In 1958 Tantlinger left Sea-Land and became chief engineer at Fruehauf, where he continued to work with containers. More importantly, over the years he played a key role in the process of container standardization, working extensively on a committee of the American Standards Association (ASA) and later being critically involved with the ISO's efforts. His designs included the corner casting and Twistlock systems found on every intermodal container, the spreader bar for automatic securing of containers lifted on and off ships, and the ship-shore container transfer apparatus for the first cellular container ship. In the course of his professional career, Tantlinger was granted 79 United States patents, all related to transportation equipment. Many of his patents related to commercial highway freight trailers and transit buses.

==Life and career==
Tantlinger was born in Orange, California, on March 22, 1919. He attended the University of California, Berkeley, where he earned a bachelor's degree in mechanical engineering in 1941. During World War II, he worked for the Douglas Aircraft Company (later McDonnell Douglas), where he designed tools used to produce the B-17 bomber.

He married Marjorie Cunningham. They had a daughter, Susan Tantlinger, and they later divorced.

In the 1950s, Tantlinger persuaded McLean that shipping containers should be built so they could be separated from a chassis, with strong corner posts and built so they could be stacked on top of each other.

Tantlinger also worked on the basic structure and many features of the Bay Area Rapid Transit cars for San Francisco and the rapid transit cars for the Washington Metropolitan Area Transportation Authority.

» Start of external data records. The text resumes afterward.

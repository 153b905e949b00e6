//! Global Search V2
//!
//! Searches resources across an account with the Lucene query syntax.
//! Results come back in batches linked by a live `search_cursor`; a
//! [`SearchPager`] follows the cursor until an empty batch arrives.
//!
//! ```rust,ignore
//! let service = GlobalSearchV2::from_env()?;
//! let options = SearchOptions::new().query("name:my-vm*").fields(["name", "crn"]);
//! let items = service.new_search_pager(&options)?.get_all().await?;
//! ```

mod service;
mod types;

pub use service::{GlobalSearchV2, SearchPager, DEFAULT_SERVICE_NAME, DEFAULT_SERVICE_URL};
pub use types::{ResultItem, ScanResult, SearchOptions, SupportedTypesList};

#[cfg(test)]
mod tests;
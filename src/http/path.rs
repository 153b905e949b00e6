//! Endpoint path construction

use crate::error::{Error, Result};
use url::Url;

const SEGMENT_BASE: &str = "http://segments.invalid/";

/// Join path segments into a relative endpoint path
///
/// Each segment is percent-encoded on its own, so a `/`, `?` or `#` inside
/// an id (CRNs carry `/`) stays within that segment.
pub fn encode_path(segments: &[&str]) -> Result<String> {
    let mut url = Url::parse(SEGMENT_BASE)?;
    url.path_segments_mut()
        .map_err(|()| Error::Other(format!("{SEGMENT_BASE} cannot carry path segments")))?
        .clear()
        .extend(segments);
    Ok(url.path().trim_start_matches('/').to_string())
}
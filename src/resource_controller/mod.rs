//! Resource Controller V2
//!
//! Lifecycle of resource instances and the keys that grant access to them.
//!
//! List endpoints return `{ next_url, rows_count, resources }`, where
//! `next_url` is a relative URL whose `start` parameter selects the next
//! page. The `new_*_pager` constructors wrap those endpoints in a [`Pager`].
//!
//! Key credentials and key creation parameters are open-ended, so they are
//! [`ExtensibleRecord`]s: [`Credentials`] and [`ResourceKeyPostParameters`].
//!
//! [`Pager`]: crate::pagination::Pager
//! [`ExtensibleRecord`]: crate::record::ExtensibleRecord

mod options;
mod service;
mod types;

pub use options::{
    CreateResourceInstanceOptions, CreateResourceKeyOptions, DeleteResourceInstanceOptions,
    ListResourceInstancesOptions, ListResourceKeysForInstanceOptions, ListResourceKeysOptions,
    UpdateResourceInstanceOptions, UpdateResourceKeyOptions,
};
pub use service::{
    ResourceControllerV2, ResourceInstancesPager, ResourceKeysForInstancePager, ResourceKeysPager,
    DEFAULT_SERVICE_NAME, DEFAULT_SERVICE_URL,
};
pub use types::{
    Credentials, PlanHistoryItem, ResourceInstance, ResourceInstancesList, ResourceKey,
    ResourceKeyPostParameters, ResourceKeysList,
};
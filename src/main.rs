// Allow common clippy pedantic lints
#![allow(clippy::must_use_candidate)]
#![allow(clippy::needless_pass_by_value)]

//! Platform services CLI
//!
//! Command-line interface for searching resources and managing resource
//! instances and keys

use clap::Parser;
use platform_services::cli::{Cli, Runner};

#[tokio::main]
async fn main() -> anyhow::Result<()> {
    let cli = Cli::parse();

    // Initialize logging
    let level = if cli.verbose {
        tracing::Level::DEBUG
    } else {
        tracing::Level::INFO
    };
    tracing_subscriber::fmt()
        .with_env_filter(tracing_subscriber::EnvFilter::from_default_env().add_directive(level.into()))
        .with_writer(std::io::stderr)
        .init();

    Runner::new(cli).run().await?;
    Ok(())
}
//! SDK request headers

use crate::types::StringMap;

/// Header identifying the service, version and operation of a request
pub const SDK_ANALYTICS_HEADER: &str = "X-IBMCloud-SDK-Analytics";

/// Headers sent with every operation of a service
pub fn sdk_headers(service_name: &str, service_version: &str, operation_id: &str) -> StringMap {
    let mut headers = StringMap::new();
    headers.insert(
        SDK_ANALYTICS_HEADER.to_string(),
        format!(
            "service_name={service_name};service_version={service_version};operation_id={operation_id}"
        ),
    );
    headers
}

#[cfg(test)]
mod headers_tests {
    use super::*;

    #[test]
    fn test_sdk_headers() {
        let headers = sdk_headers("global_search", "V2", "Search");
        assert_eq!(
            headers.get(SDK_ANALYTICS_HEADER).map(String::as_str),
            Some("service_name=global_search;service_version=V2;operation_id=Search")
        );
    }
}
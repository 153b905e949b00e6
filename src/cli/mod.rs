//! CLI module
//!
//! Command-line interface over both services.
//!
//! # Commands
//!
//! - `search` - Search resources, one batch or `--all`
//! - `supported-types` - List searchable resource types
//! - `instances list|get` - Resource instances
//! - `keys list|get` - Resource keys

mod commands;
mod runner;

pub use commands::{Cli, Commands, InstanceCommands, KeyCommands, PagingArgs};
pub use runner::Runner;
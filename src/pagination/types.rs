//! Pagination types and traits
//!
//! Defines the page, locator and collaborator abstractions the pager drives.

use crate::error::Result;
use async_trait::async_trait;

/// Where the next page starts, as reported by the page just fetched
#[derive(Debug, Clone, PartialEq, Eq)]
pub enum NextLocator {
    /// Absolute or relative URL; the cursor is one of its query parameters
    Url(String),
    /// Cursor carried directly in the response body
    Token(String),
}

impl NextLocator {
    /// Create a URL locator
    pub fn url(url: impl Into<String>) -> Self {
        Self::Url(url.into())
    }

    /// Create a token locator
    pub fn token(token: impl Into<String>) -> Self {
        Self::Token(token.into())
    }
}

/// One fetched page
#[derive(Debug, Clone, PartialEq)]
pub struct PageResult<T> {
    /// Items in the order the service returned them
    pub items: Vec<T>,
    /// Locator of the next page, absent on the last page
    pub next: Option<NextLocator>,
}

impl<T> PageResult<T> {
    /// Create a page that has a successor
    pub fn new(items: Vec<T>, next: NextLocator) -> Self {
        Self {
            items,
            next: Some(next),
        }
    }

    /// Create the final page
    pub fn last(items: Vec<T>) -> Self {
        Self { items, next: None }
    }

    /// Check if this page reports a successor
    pub fn has_next(&self) -> bool {
        self.next.is_some()
    }
}

/// Pager lifecycle state
#[derive(Debug, Clone, PartialEq, Eq)]
pub enum PagerState {
    /// More pages may exist; the cursor is unset before the first fetch
    Ready {
        /// Cursor to send with the next request
        cursor: Option<String>,
    },
    /// The last page has been returned
    Exhausted,
}

impl PagerState {
    /// Check if more pages may be fetched
    pub fn is_ready(&self) -> bool {
        matches!(self, Self::Ready { .. })
    }

    /// Check if pagination is complete
    pub fn is_exhausted(&self) -> bool {
        matches!(self, Self::Exhausted)
    }
}

impl Default for PagerState {
    fn default() -> Self {
        Self::Ready { cursor: None }
    }
}

/// Parameters of a list call that carry a continuation cursor
///
/// The cursor field is owned by the pager once the options are handed over.
pub trait ListOptions: Clone + Send + Sync {
    /// Current cursor value
    fn cursor(&self) -> Option<&str>;

    /// Replace the cursor value
    fn set_cursor(&mut self, cursor: Option<String>);
}

/// Fetches a single page for the given options
///
/// Implemented by service clients; one call is one network round trip.
#[async_trait]
pub trait PageFetcher<O: Send + Sync>: Send + Sync {
    /// Item type of the listed collection
    type Item: Send;

    /// Fetch the page selected by `options`
    async fn fetch_page(&self, options: &O) -> Result<PageResult<Self::Item>>;
}
//! Tests for the Global Search client

use super::*;
use crate::config::ServiceConfig;
use crate::error::Error;
use crate::http::{HttpClient, HttpClientConfig, SDK_ANALYTICS_HEADER};
use crate::pagination::{ListOptions, PageFetcher};
use crate::record::ExtensibleRecord;
use pretty_assertions::assert_eq;
use serde_json::json;
use wiremock::matchers::{body_json, header, method, path, query_param};
use wiremock::{Mock, MockServer, ResponseTemplate};

fn service(server: &MockServer) -> GlobalSearchV2 {
    let config = HttpClientConfig::builder()
        .base_url(server.uri())
        .no_rate_limit()
        .max_retries(0)
        .build();
    GlobalSearchV2::new(HttpClient::with_config(config).unwrap())
}

#[test]
fn test_search_options_builder() {
    let options = SearchOptions::new()
        .query("name:vm*")
        .fields(["name", "crn"])
        .account_id("acc-1")
        .limit(10)
        .timeout(500)
        .sort(["name", "-family"])
        .transaction_id("tx-1")
        .header("X-Test", "1");

    assert_eq!(options.query.as_deref(), Some("name:vm*"));
    assert_eq!(
        options.fields,
        Some(vec!["name".to_string(), "crn".to_string()])
    );
    assert_eq!(options.limit, Some(10));
    assert_eq!(options.headers.len(), 1);
    assert!(options.cursor().is_none());
}

#[test]
fn test_search_options_cursor() {
    let mut options = SearchOptions::new().search_cursor("abc");
    assert_eq!(options.cursor(), Some("abc"));

    options.set_cursor(None);
    assert!(options.search_cursor.is_none());
}

#[test]
fn test_result_item_keeps_requested_fields() {
    let item: ResultItem = serde_json::from_value(json!({
        "crn": "crn:v1:bluemix:public:vm:us-south:a/acc-1::instance:1",
        "name": "my-vm",
        "tags": ["env:prod"]
    }))
    .unwrap();

    assert_eq!(
        item.crn.as_deref(),
        Some("crn:v1:bluemix:public:vm:us-south:a/acc-1::instance:1")
    );
    assert_eq!(item.get_property("name"), Some(&json!("my-vm")));
    assert_eq!(item.get_property("tags"), Some(&json!(["env:prod"])));
    assert!(item.get_property("crn").is_none());
}

#[tokio::test]
async fn test_search_request_shape() {
    let server = MockServer::start().await;

    Mock::given(method("POST"))
        .and(path("/v3/resources/search"))
        .and(query_param("account_id", "acc-1"))
        .and(query_param("limit", "2"))
        .and(query_param("sort", "name,-family"))
        .and(header("transaction-id", "tx-1"))
        .and(header(
            SDK_ANALYTICS_HEADER,
            "service_name=global_search;service_version=V2;operation_id=Search",
        ))
        .and(body_json(json!({
            "query": "name:vm*",
            "fields": ["name"],
            "search_cursor": "cur-1"
        })))
        .respond_with(ResponseTemplate::new(200).set_body_json(json!({
            "search_cursor": "cur-2",
            "limit": 2,
            "items": [{"crn": "crn:1", "name": "vm-1"}]
        })))
        .expect(1)
        .mount(&server)
        .await;

    let options = SearchOptions::new()
        .query("name:vm*")
        .fields(["name"])
        .search_cursor("cur-1")
        .account_id("acc-1")
        .limit(2)
        .sort(["name", "-family"])
        .transaction_id("tx-1");

    let result = service(&server).search(&options).await.unwrap();

    assert_eq!(result.search_cursor.as_deref(), Some("cur-2"));
    assert_eq!(result.limit, Some(2.0));
    assert_eq!(result.items.len(), 1);
    assert_eq!(result.items[0].crn.as_deref(), Some("crn:1"));
    assert_eq!(result.items[0].get_property("name"), Some(&json!("vm-1")));
}

#[tokio::test]
async fn test_get_supported_types() {
    let server = MockServer::start().await;

    Mock::given(method("GET"))
        .and(path("/v2/resources/supported_types"))
        .respond_with(ResponseTemplate::new(200).set_body_json(json!({
            "supported_types": ["cf-space", "resource-instance"]
        })))
        .mount(&server)
        .await;

    let types = service(&server).get_supported_types().await.unwrap();
    assert_eq!(types.supported_types, vec!["cf-space", "resource-instance"]);
}

#[tokio::test]
async fn test_search_error_status() {
    let server = MockServer::start().await;

    Mock::given(method("POST"))
        .and(path("/v3/resources/search"))
        .respond_with(ResponseTemplate::new(400).set_body_string("bad query"))
        .mount(&server)
        .await;

    let err = service(&server)
        .search(&SearchOptions::new().query("("))
        .await
        .unwrap_err();
    assert!(matches!(err, Error::HttpStatus { status: 400, .. }));
}

#[tokio::test]
async fn test_fetch_page_locators() {
    let server = MockServer::start().await;

    Mock::given(method("POST"))
        .and(path("/v3/resources/search"))
        .and(body_json(json!({"query": "full"})))
        .respond_with(ResponseTemplate::new(200).set_body_json(json!({
            "search_cursor": "next-cursor",
            "items": [{"crn": "crn:1"}]
        })))
        .mount(&server)
        .await;

    Mock::given(method("POST"))
        .and(path("/v3/resources/search"))
        .and(body_json(json!({"query": "empty"})))
        .respond_with(ResponseTemplate::new(200).set_body_json(json!({
            "search_cursor": "still-a-cursor",
            "items": []
        })))
        .mount(&server)
        .await;

    let service = service(&server);

    let page = service
        .fetch_page(&SearchOptions::new().query("full"))
        .await
        .unwrap();
    assert_eq!(page.items.len(), 1);
    assert_eq!(page.next, Some(crate::pagination::NextLocator::token("next-cursor")));

    let page = service
        .fetch_page(&SearchOptions::new().query("empty"))
        .await
        .unwrap();
    assert!(page.items.is_empty());
    assert!(!page.has_next());
}

#[test]
fn test_new_search_pager_rejects_cursor() {
    let client = HttpClient::with_config(HttpClientConfig::default()).unwrap();
    let service = GlobalSearchV2::new(client);

    let err = service
        .new_search_pager(&SearchOptions::new().search_cursor("abc"))
        .unwrap_err();
    assert!(matches!(err, Error::Config { .. }));

    let pager = service.new_search_pager(&SearchOptions::new()).unwrap();
    assert!(pager.has_next());
}

#[test]
fn test_from_config_uses_default_url() {
    let service = GlobalSearchV2::from_config(&ServiceConfig::default()).unwrap();
    assert_eq!(
        service.client().config().base_url.as_deref(),
        Some(DEFAULT_SERVICE_URL)
    );
}
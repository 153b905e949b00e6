//! Rate limiting implementation
//!
//! Uses the governor crate for token bucket rate limiting.

use governor::clock::DefaultClock;
use governor::middleware::NoOpMiddleware;
use governor::state::{InMemoryState, NotKeyed};
use governor::{Quota, RateLimiter as Governor};
use serde::{Deserialize, Serialize};
use std::num::NonZeroU32;
use std::sync::Arc;

/// Configuration for rate limiting
#[derive(Debug, Clone, PartialEq, Eq, Serialize, Deserialize)]
pub struct RateLimiterConfig {
    /// Maximum number of requests per second
    pub requests_per_second: u32,
    /// Burst size (max tokens in bucket)
    pub burst_size: u32,
}

impl Default for RateLimiterConfig {
    fn default() -> Self {
        Self {
            requests_per_second: 10,
            burst_size: 10,
        }
    }
}

impl RateLimiterConfig {
    /// Create a new rate limiter config
    pub fn new(requests_per_second: u32, burst_size: u32) -> Self {
        Self {
            requests_per_second,
            burst_size,
        }
    }
}

/// Token bucket rate limiter shared by clones of a client
#[derive(Clone)]
pub struct RateLimiter {
    limiter: Arc<Governor<NotKeyed, InMemoryState, DefaultClock, NoOpMiddleware>>,
}

impl RateLimiter {
    /// Create a new rate limiter; zero values are treated as one
    pub fn new(config: &RateLimiterConfig) -> Self {
        let per_second = NonZeroU32::new(config.requests_per_second).unwrap_or(NonZeroU32::MIN);
        let burst = NonZeroU32::new(config.burst_size).unwrap_or(NonZeroU32::MIN);
        let quota = Quota::per_second(per_second).allow_burst(burst);

        Self {
            limiter: Arc::new(Governor::direct(quota)),
        }
    }

    /// Wait until a request can be made
    pub async fn wait(&self) {
        self.limiter.until_ready().await;
    }

    /// Try to acquire a permit, returning immediately
    pub fn try_acquire(&self) -> bool {
        self.limiter.check().is_ok()
    }
}

impl Default for RateLimiter {
    fn default() -> Self {
        Self::new(&RateLimiterConfig::default())
    }
}

impl std::fmt::Debug for RateLimiter {
    fn fmt(&self, f: &mut std::fmt::Formatter<'_>) -> std::fmt::Result {
        f.debug_struct("RateLimiter").finish()
    }
}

During his career he also worked as chief engineer and vice president of engineering at Brown Trailers in Spokane; vice president of engineering and manufacturing at Fruehauf Corporation in Detroit; and senior vice president, ground transportation systems at Rohr Industries in Chula Vista, California.

On September 10, 1981, he married Wanda Mae Gunnell Delinger in Las Vegas, Nevada.

In 2010, Tantlinger was awarded the Gibbs Brothers Medal by the National Academy of Sciences for his role in developing the expansion of world trade.

He died in Escondido, California, on August 27, 2011, age 92.